We were exceedingly fashionable in our time for breakfasting
this morning, and it was eleven o'clock before we rose from table. The
sun was travelling through a cloudless sky, and his brightness lay
like a mantle of glory upon the water, while his heat gave to the deep
shadows of the old trees, whose long arms with their clustering
foliage were interlocked above us, a peculiar charm. The description
which we gave of the beautiful lake we had left the day before, the
story of the moose and the bear we had killed, together with our
quit-claim of the shanty we had, inhabited, brought our friends to the
conclusion to drift that way for a week or so.

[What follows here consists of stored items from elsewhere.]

impl Scheduler {
    pub fn new(dispatcher: Arc<dyn JobDispatcher>, clock: Arc<dyn Clock>) -> Self {
        Self {
            jobs: Mutex::new(BTreeMap::new()),
            wakeup: Notify::new(),
            clock,
            dispatcher,
        }
    }

    pub fn with_system_clock(dispatcher: Arc<dyn JobDispatcher>) -> Self {
        Self::new(dispatcher, Arc::new(SystemClock))
    }

    /// 注册任务
    ///
    /// 触发规则在此校验，非法规则不会入表。同名的存活任务存在时返回
    /// `DuplicateJob` 且原任务保持不变；已取消或已完成的同名任务会被替换。
    pub fn schedule(
        &self,
        job_id: impl Into<String>,
        payload: JobPayload,
        spec: TriggerSpec,
    ) -> Result<JobSummary, NotificationError> {
        let job_id = job_id.into();
        if job_id.trim().is_empty() {
            return Err(NotificationError::InvalidRequest(
                "job_id 不能为空".to_string(),
            ));
        }

        let now = self.clock.now();
        let trigger = Trigger::compile(spec, now)?;
        let next_fire = trigger.first_fire(now);

        let summary = {
            let mut jobs = self.jobs.lock();
            if jobs.get(&job_id).is_some_and(ScheduledJob::is_live) {
                return Err(NotificationError::DuplicateJob { job_id });
            }

            let job = ScheduledJob {
                id: job_id.clone(),
                trigger,
                payload: Arc::new(payload),
                state: JobState::Active,
                next_fire,
                last_fire: None,
                fire_count: 0,
                created_at: now,
            };
            let summary = job.summary();
            jobs.insert(job_id.clone(), job);
            metrics::set_scheduler_jobs(jobs.values().filter(|j| j.is_live()).count());
            summary
        };

        info!(
            job_id = %job_id,
            trigger = %summary.trigger,
            next_fire_time = ?summary.next_fire_time,
            "定时任务已注册"
        );
        self.wakeup.notify_one();
        Ok(summary)
    }

    /// 取消任务，幂等：不存在或已取消时什么也不做
    ///
    /// 返回本次调用是否确实取消了任务。在途的投递不受影响。
    pub fn unschedule(&self, job_id: &str) -> bool {
        let cancelled = {
            let mut jobs = self.jobs.lock();
            match jobs.get_mut(job_id) {
                Some(job) if job.state != JobState::Cancelled => {
                    job.state = JobState::Cancelled;
                    job.next_fire = None;
                    metrics::set_scheduler_jobs(jobs.values().filter(|j| j.is_live()).count());
                    true
                }
                _ => false,
            }
        };

        if cancelled {
            info!(job_id, "定时任务已取消");
            self.wakeup.notify_one();
        } else {
            debug!(job_id, "取消不存在或已取消的任务，忽略");
        }
        cancelled
    }

    /// 暂停任务，已暂停时无操作
    pub fn pause(&self, job_id: &str) -> Result<JobSummary, NotificationError> {
        let summary = self.update_live(job_id, |job, _| {
            if job.state == JobState::Active {
                job.state = JobState::Paused;
            }
        })?;
        info!(job_id, "定时任务已暂停");
        self.wakeup.notify_one();
        Ok(summary)
    }

    /// 恢复任务并按当前时间重新计算下次触发时间
    pub fn resume(&self, job_id: &str) -> Result<JobSummary, NotificationError> {
        let summary = self.update_live(job_id, |job, now| {
            if job.state == JobState::Paused {
                job.state = JobState::Active;
                job.next_fire = job.trigger.resume_fire(job.next_fire, now);
            }
        })?;
        info!(job_id, next_fire_time = ?summary.next_fire_time, "定时任务已恢复");
        self.wakeup.notify_one();
        Ok(summary)
    }

    fn update_live(
        &self,
        job_id: &str,
        update: impl FnOnce(&mut ScheduledJob, DateTime<Utc>),
    ) -> Result<JobSummary, NotificationError> {
        let now = self.clock.now();
        let mut jobs = self.jobs.lock();
        let job = jobs
            .get_mut(job_id)
            .filter(|job| job.is_live())
            .ok_or_else(|| NotificationError::JobNotFound {
                job_id: job_id.to_string(),
            })?;
        update(job, now);
        Ok(job.summary())
    }

    pub fn get_job(&self, job_id: &str) -> Option<JobSummary> {
        self.jobs
            .lock()
            .get(job_id)
            .filter(|job| job.state != JobState::Cancelled)
            .map(ScheduledJob::summary)
    }

    /// 全部未取消任务的快照，按 job_id 排序
    pub fn list_jobs(&self) -> Vec<JobSummary> {
        self.jobs
            .lock()
            .values()
            .filter(|job| job.state != JobState::Cancelled)
            .map(ScheduledJob::summary)
            .collect()
    }

    /// 活动任务中最早的触发时间
    pub fn next_wake(&self) -> Option<DateTime<Utc>> {
        self.jobs
            .lock()
            .values()
            .filter(|job| job.state == JobState::Active)
            .filter_map(|job| job.next_fire)
            .min()
    }

    /// 执行一轮调度：清理已完成/已取消任务，分发全部到期任务
    ///
    /// 返回本轮按分发顺序触发的 job_id。
    pub fn tick(&self) -> Vec<String> {
        let now = self.clock.now();

        let due = {
            let mut jobs = self.jobs.lock();
            jobs.retain(|_, job| job.is_live());

            let mut due: Vec<(DateTime<Utc>, String)> = jobs
                .values()
                .filter(|job| job.state == JobState::Active)
                .filter_map(|job| job.next_fire.filter(|t| *t <= now).map(|t| (t, job.id.clone())))
                .collect();
            due.sort();

            let mut fired = Vec::with_capacity(due.len());
            for (scheduled, id) in due {
                let Some(job) = jobs.get_mut(&id) else { continue };
                job.last_fire = Some(now);
                job.fire_count += 1;
                job.next_fire = job.trigger.next_fire(scheduled, now);
                if job.next_fire.is_none() {
                    job.state = JobState::Completed;
                }
                fired.push((id, job.payload.clone(), job.trigger.kind(), scheduled));
            }
            metrics::set_scheduler_jobs(jobs.values().filter(|j| j.is_live()).count());
            fired
        };

        let mut fired_ids = Vec::with_capacity(due.len());
        for (id, payload, kind, scheduled) in due {
            info!(job_id = %id, trigger = kind, scheduled = %scheduled, "定时任务触发");
            metrics::record_scheduler_fire(kind);

            let dispatcher = &self.dispatcher;
            let outcome = std::panic::catch_unwind(AssertUnwindSafe(|| {
                dispatcher.dispatch(&id, payload);
            }));
            if outcome.is_err() {
                error!(job_id = %id, "定时任务分发异常，继续处理其他任务");
            }
            fired_ids.push(id);
        }
        fired_ids
    }

    /// 后台驱动循环，直到 shutdown 变为 true 或发送端关闭
    pub async fn run(self: Arc<Self>, mut shutdown: watch::Receiver<bool>) {
        info!("调度器驱动循环已启动");

        loop {
            if *shutdown.borrow() {
                break;
            }

            self.tick();

            let sleep_for = match self.next_wake() {
                Some(next) => (next - self.clock.now())
                    .to_std()
                    .unwrap_or(Duration::ZERO)
                    .min(MAX_IDLE_SLEEP),
                None => MAX_IDLE_SLEEP,
            };

            tokio::select! {
                _ = tokio::time::sleep(sleep_for) => {}
                _ = self.wakeup.notified() => {
                    debug!("任务集合变化，重新计算唤醒时间");
                }
                changed = shutdown.changed() => {
                    if changed.is_err() {
                        warn!("调度器关闭信号发送端已释放");
                        break;
                    }
                }
            }
        }

        info!("调度器驱动循环已停止");
    }

    /// 注册内置任务：每日 09:00 系统报告、每周一 10:00 周报
    ///
    /// 已存在的同名任务保持不变。
    pub fn register_default_jobs(&self) -> Result<(), NotificationError> {
        let defaults = [
            (
                "daily_system_report",
                "0 9 * * *",
                JobPayload::system_report(
                    NotificationRequest::builder("Daily system report")
                        .format(FormatMode::Markdown)
                        .category(Category::System)
                        .build()?,
                ),
            ),
            (
                "weekly_summary",
                "0 10 * * 1",
                JobPayload::weekly_summary(
                    NotificationRequest::builder("Weekly summary")
                        .format(FormatMode::Markdown)
                        .category(Category::Scheduled)
                        .build()?,
                ),
            ),
        ];

        for (job_id, cron, payload) in defaults {
            match self.schedule(job_id, payload, TriggerSpec::Cron(cron.to_string())) {
                Ok(_) | Err(NotificationError::DuplicateJob { .. }) => {}
                Err(err) => return Err(err),
            }
        }
        Ok(())
    }
}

It was amusing to hear Smith relate the manner of capturing the bear,
the glory of which achievement he had won by the tossing up of a
dollar; how he had started out alone in one of the boats with his
rifle to look into a little bay half a mile below the shanty, where be
left the rest of us sleeping after dinner; and how, as he was floating
along under the shadow of the hills, at the base of a wall of rocks
some forty feet high, rising straight up from the water, he heard
something walking just over the precipice; and how he picked up his
rifle that lay in the bottom of the boat, to be ready for any
emergency; and then how astonished he was to see a great black bear
walk out into view along the edge of the rocks above, and how
carefully he sighted him; and how, at the crack of his rifle, the
animal came tumbling down the cliff, and how quick he reloaded and
gave trim a settler in the shape of a second bullet; and how he
tugged, and strained, and lifted to get him into the boat, and how
astonished we all were when he returned with his prize to camp.